We present an emotion-based image captioning pipeline developed on top of transformer architecture. We contrast this with an RNN-based image captioning baseline. We also conduct experiments using intermediate fine tuning and back-translation. We finally developed a rigorous evaluation scheme comprising of human evaluation, MAUVE score, & classification based evaluation. We measure all our explorations against the evaluation schemes & highlight the shortcomings both qualitatively & quantitatively.
catr
: Contains working IPYNB files to finetune the captioning tranformer model that was proposed by CATR. It also contains the fine tunes models that were obtained using optimal hyperparameters. Refer the README
file in the directory to know the internal files usage.
baseline
: Contains the baseline architecture code to train and generate captions given an input image. We are using an RNN-based image captioning module.
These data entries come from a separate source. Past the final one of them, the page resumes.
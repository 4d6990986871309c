use std::io;
use std::time::Duration;

use crossterm::{
    event::{self, Event, KeyCode, KeyEvent, KeyEventKind, KeyModifiers},
    execute,
    terminal::{enable_raw_mode, EnterAlternateScreen},
};
use ratatui::{
    backend::CrosstermBackend,
    layout::{Constraint, Layout, Rect},
    style::{Color, Modifier, Style},
    text::{Line, Span},
    widgets::{Block, Borders, Paragraph},
    Frame, Terminal,
};
use unicode_width::UnicodeWidthStr;

use crate::config::Config;
use crate::ledger::{format_money, Ledger, LedgerError};
use crate::ui::components::{
    ConfirmationContext, ConfirmationDialog, ConfirmationDialogState, HistoryView, KeyHints,
    MemberList, TextInputState,
};
use crate::ui::events::{InputMode, StatusKind, StatusMessage};
use crate::ui::terminal_guard::{install_panic_hook, TerminalGuard};

/// Main application state
pub struct App {
    /// The ledger being edited
    ledger: Ledger,
    /// Application configuration
    config: Config,
    /// Whether the app should quit
    should_quit: bool,
    /// Current input mode
    input_mode: InputMode,
    /// Amount or name being typed
    input: TextInputState,
    /// Pending reset/remove confirmation
    confirmation: ConfirmationDialogState,
    /// Feedback from the last action
    status: Option<StatusMessage>,
}

impl App {
    pub fn new(ledger: Ledger, config: Config) -> Self {
        Self {
            ledger,
            config,
            should_quit: false,
            input_mode: InputMode::Normal,
            input: TextInputState::new(),
            confirmation: ConfirmationDialogState::new(),
            status: None,
        }
    }

    pub fn ledger(&self) -> &Ledger {
        &self.ledger
    }

    pub fn input_mode(&self) -> InputMode {
        self.input_mode
    }

    pub fn status(&self) -> Option<&StatusMessage> {
        self.status.as_ref()
    }

    pub fn should_quit(&self) -> bool {
        self.should_quit
    }

    /// Run the application main loop
    pub fn run(&mut self) -> anyhow::Result<()> {
        install_panic_hook();

        enable_raw_mode()?;
        let mut guard = TerminalGuard::new();
        let mut stdout = io::stdout();
        execute!(stdout, EnterAlternateScreen)?;
        let mut terminal = Terminal::new(CrosstermBackend::new(stdout))?;
        terminal.clear()?;

        let result = self.event_loop(&mut terminal);

        guard.cleanup()?;
        terminal.show_cursor()?;

        result
    }

    fn event_loop(
        &mut self,
        terminal: &mut Terminal<CrosstermBackend<io::Stdout>>,
    ) -> anyhow::Result<()> {
        while !self.should_quit {
            terminal.draw(|f| self.draw(f))?;

            if event::poll(Duration::from_millis(250))? {
                if let Event::Key(key) = event::read()? {
                    if key.kind == KeyEventKind::Press {
                        self.handle_key(key);
                    }
                }
            }
        }
        Ok(())
    }

    /// Dispatch a key press according to the current mode
    pub fn handle_key(&mut self, key: KeyEvent) {
        if key.modifiers.contains(KeyModifiers::CONTROL) && key.code == KeyCode::Char('c') {
            self.should_quit = true;
            return;
        }

        match self.input_mode {
            InputMode::Normal => self.handle_normal_key(key),
            InputMode::EnteringAmount | InputMode::EnteringName => self.handle_input_key(key),
            InputMode::Confirming => self.handle_confirm_key(key),
        }
    }

    fn handle_normal_key(&mut self, key: KeyEvent) {
        match key.code {
            KeyCode::Char('q') | KeyCode::Esc => self.should_quit = true,
            KeyCode::Up | KeyCode::Char('k') => self.move_selection(-1),
            KeyCode::Down | KeyCode::Char('j') => self.move_selection(1),
            KeyCode::Char('d') | KeyCode::Enter => {
                if self.ledger.selected().is_some() {
                    self.start_input(InputMode::EnteringAmount);
                } else {
                    self.status = Some(StatusMessage::error("Add a member first"));
                }
            }
            KeyCode::Char('a') => self.start_input(InputMode::EnteringName),
            KeyCode::Char('r') => {
                if !self.ledger.is_empty() {
                    self.confirmation.show(
                        "Reset all",
                        "Set every balance to 0? History is kept.",
                        ConfirmationContext::ResetAll,
                    );
                    self.input_mode = InputMode::Confirming;
                }
            }
            KeyCode::Char('x') | KeyCode::Delete => {
                if let Some(name) = self.ledger.selected().map(str::to_string) {
                    self.confirmation.show(
                        "Remove member",
                        format!("Remove {name} and their history?"),
                        ConfirmationContext::RemoveMember(name),
                    );
                    self.input_mode = InputMode::Confirming;
                }
            }
            _ => {}
        }
    }

    fn handle_input_key(&mut self, key: KeyEvent) {
        match key.code {
            KeyCode::Esc => {
                self.input.clear();
                self.input_mode = InputMode::Normal;
            }
            KeyCode::Enter => self.submit_input(),
            KeyCode::Backspace => self.input.delete_char(),
            KeyCode::Delete => self.input.delete_forward(),
            KeyCode::Left => self.input.move_left(),
            KeyCode::Right => self.input.move_right(),
            KeyCode::Home => self.input.move_start(),
            KeyCode::End => self.input.move_end(),
            KeyCode::Char(c) => self.input.insert_char(c),
            _ => {}
        }
    }

    fn handle_confirm_key(&mut self, key: KeyEvent) {
        match key.code {
            KeyCode::Char('y') => self.finish_confirmation(true),
            KeyCode::Char('n') | KeyCode::Esc => self.finish_confirmation(false),
            KeyCode::Tab | KeyCode::Left | KeyCode::Right => self.confirmation.toggle_selection(),
            KeyCode::Enter => {
                let confirmed = self.confirmation.is_confirm_selected();
                self.finish_confirmation(confirmed);
            }
            _ => {}
        }
    }

    fn start_input(&mut self, mode: InputMode) {
        self.input.clear();
        self.input_mode = mode;
    }

    fn move_selection(&mut self, delta: isize) {
        let members = self.ledger.members();
        if members.is_empty() {
            return;
        }
        let current = self
            .ledger
            .selected()
            .and_then(|name| members.iter().position(|m| m.name == name))
            .unwrap_or(0);
        let last = members.len() as isize - 1;
        let next = (current as isize + delta).clamp(0, last) as usize;
        let name = members[next].name.clone();

        if let Err(e) = self.ledger.select(&name) {
            self.report_error(e);
        }
    }

    fn submit_input(&mut self) {
        let raw = self.input.value().to_string();
        let result = match self.input_mode {
            InputMode::EnteringAmount => self.ledger.deposit_selected(&raw).map(|balance| {
                let name = self.ledger.selected().unwrap_or_default();
                format!(
                    "{name} now has {}",
                    format_money(&self.config.currency, balance)
                )
            }),
            InputMode::EnteringName => self.ledger.add_member(&raw).and_then(|name| {
                // First member of an empty ledger
                if self.ledger.selected().is_none() {
                    self.ledger.select(&name)?;
                }
                Ok(format!("Added {name}"))
            }),
            _ => return,
        };

        match result {
            Ok(message) => {
                self.status = Some(StatusMessage::info(message));
                self.input.clear();
                self.input_mode = InputMode::Normal;
            }
            // Stay in the input so the value can be corrected
            Err(e) => self.report_error(e),
        }
    }

    fn finish_confirmation(&mut self, confirmed: bool) {
        let context = self.confirmation.hide();
        self.input_mode = InputMode::Normal;
        if !confirmed {
            return;
        }

        let result = match context {
            Some(ConfirmationContext::ResetAll) => self
                .ledger
                .reset_all()
                .map(|()| "All balances reset".to_string()),
            Some(ConfirmationContext::RemoveMember(name)) => self
                .ledger
                .remove_member(&name)
                .map(|member| format!("Removed {}", member.name)),
            None => return,
        };

        match result {
            Ok(message) => self.status = Some(StatusMessage::info(message)),
            Err(e) => self.report_error(e),
        }
    }

    fn report_error(&mut self, error: LedgerError) {
        if !error.is_user_error() {
            tracing::error!(error = %error, "Ledger operation failed");
        }
        self.status = Some(StatusMessage::error(error.to_string()));
    }

    /// Render the whole screen
    pub fn draw(&self, f: &mut Frame) {
        let area = f.area();
        let [header, body, input, status, total, footer] = Layout::vertical([
            Constraint::Length(1),
            Constraint::Min(5),
            Constraint::Length(3),
            Constraint::Length(1),
            Constraint::Length(1),
            Constraint::Length(1),
        ])
        .areas(area);

        f.render_widget(
            Paragraph::new(Line::styled(
                " Kitty - group savings",
                Style::default().add_modifier(Modifier::BOLD),
            )),
            header,
        );

        let [members_area, history_area] =
            Layout::horizontal([Constraint::Percentage(40), Constraint::Percentage(60)])
                .areas(body);
        let currency = self.config.currency.as_str();
        let selected = self.ledger.selected();
        f.render_widget(
            MemberList::new(self.ledger.members(), selected, currency),
            members_area,
        );
        f.render_widget(
            HistoryView::new(selected.and_then(|name| self.ledger.member(name)), currency),
            history_area,
        );

        self.draw_input(f, input);

        if let Some(message) = &self.status {
            let color = match message.kind {
                StatusKind::Info => Color::Green,
                StatusKind::Error => Color::Red,
            };
            f.render_widget(
                Paragraph::new(Line::styled(
                    format!(" {}", message.text),
                    Style::default().fg(color),
                )),
                status,
            );
        }

        f.render_widget(
            Paragraph::new(Line::from(vec![
                Span::raw(" Group total: "),
                Span::styled(
                    format_money(currency, self.ledger.total_savings()),
                    Style::default()
                        .fg(Color::Green)
                        .add_modifier(Modifier::BOLD),
                ),
            ])),
            total,
        );

        f.render_widget(KeyHints::for_mode(self.input_mode), footer);

        if self.confirmation.visible {
            f.render_widget(ConfirmationDialog::new(&self.confirmation), area);
        }
    }

    fn draw_input(&self, f: &mut Frame, area: Rect) {
        let title = match self.input_mode {
            InputMode::EnteringAmount => format!(
                " Amount for {} ",
                self.ledger.selected().unwrap_or_default()
            ),
            InputMode::EnteringName => " New member name ".to_string(),
            _ => " Input ".to_string(),
        };
        let editing = matches!(
            self.input_mode,
            InputMode::EnteringAmount | InputMode::EnteringName
        );
        let border = if editing { Color::Cyan } else { Color::DarkGray };

        let block = Block::default()
            .title(title)
            .borders(Borders::ALL)
            .border_style(Style::default().fg(border));
        let inner = block.inner(area);
        f.render_widget(Paragraph::new(self.input.value()).block(block), area);

        if editing {
            let before_cursor: String = self.input.value().chars().take(self.input.cursor()).collect();
            let x = inner.x + (before_cursor.width() as u16).min(inner.width.saturating_sub(1));
            f.set_cursor_position((x, inner.y));
        }
    }
}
Refer the README
file in the directory to know the internal files usage.
emogen
: Contains image data and annotations that were used for finetuning the catr for generating "positive" emotion captions given an image input. Refer the README
file in the directory to know the internal files usage.
sarcasm
: Contains image data and annotations that were used for finetuning the catr for generating "sarcasm" emotion captions given an image input. Refer the README
file in the directory to know the internal files usage.
Refer the directory catr
to see the working of finetuning base model and predicting captions.